Range to output from the entries below: the line containing "proxies and TLS" through the line containing "pub mod socket;". Set it down exactly, ends included, nothing else.

__________

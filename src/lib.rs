//! # impersonet
//!
//! An HTTP client that looks like a specific browser on the wire.
//!
//! `impersonet` reproduces a browser's TLS ClientHello (cipher, extension
//! and group order, GREASE, ALPN, ALPS, certificate compression) and its
//! HTTP framing (HTTP/2 SETTINGS order, WINDOW_UPDATE, PRIORITY frames,
//! pseudo-header order, header order and casing), so JA3/JA4 and Akamai
//! HTTP/2 fingerprints classify the traffic as that browser.
//!
//! ## Features
//!
//! - **Profile registry**: Chrome, Edge, Firefox, Safari, Safari iOS and
//!   OkHttp versions, each on any of five operating systems
//! - **BoringSSL**: ClientHello configured from the profile
//! - **HTTP/1.1 & HTTP/2**: native framing, HPACK and multiplexing
//! - **Session pooling**: 6 sessions per host, 256 total, idle reaping
//! - **Proxy support**: HTTP, HTTPS and SOCKS5 proxies
//! - **Lazy responses**: memoized `bytes()`, `text()` and `json()`
//!
//! ## Quick Start
//!
//! ```rust,no_run
//! use impersonet::{Client, ImpersonateOs};
//!
//! #[tokio::main]
//! async fn main() -> Result<(), impersonet::NetError> {
//!     let client = Client::builder()
//!         .impersonate("chrome_120")
//!         .impersonate_os(ImpersonateOs::Windows)
//!         .build()?;
//!     let response = client.get("https://tls.peet.ws/api/all").send().await?;
//!     println!("Status: {}", response.status_code());
//!     println!("{}", response.text().await?);
//!     Ok(())
//! }
//! ```
//!
//! ## Modules
//!
//! - [`base`] - Error definitions
//! - [`emulation`] - Browser profiles and the registry
//! - [`http`] - HTTP/1.1 and HTTP/2 framing, headers, bodies, redirects
//! - [`socket`] - Sessions, pooling, proxies and TLS
//! - [`client`] - The request API
//! - [`config`] - Plain-data client configuration

pub mod base;
pub mod client;
pub mod config;
pub mod emulation;
pub mod http;
pub mod socket;

pub use crate::base::neterror::{ErrorKind, NetError};
pub use crate::client::{Client, ClientBuilder, HttpMethod, RequestBuilder, RequestOptions};
pub use crate::config::ClientConfig;
pub use crate::emulation::{list_profiles, lookup, lookup_with_os, Emulation, ImpersonateOs};
pub use crate::http::multipart::{Form, Part};
pub use crate::http::{DecodeState, OrderedHeaderMap, RedirectPolicy, Response};
pub use crate::socket::tls::{Ja3, Ja4};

__________

Answer to the problem:
//! - [`socket`] - Sessions, pooling, proxies and TLS
//! - [`client`] - The request API
//! - [`config`] - Plain-data client configuration

pub mod base;
pub mod client;
pub mod config;
pub mod emulation;
pub mod http;
pub mod socket;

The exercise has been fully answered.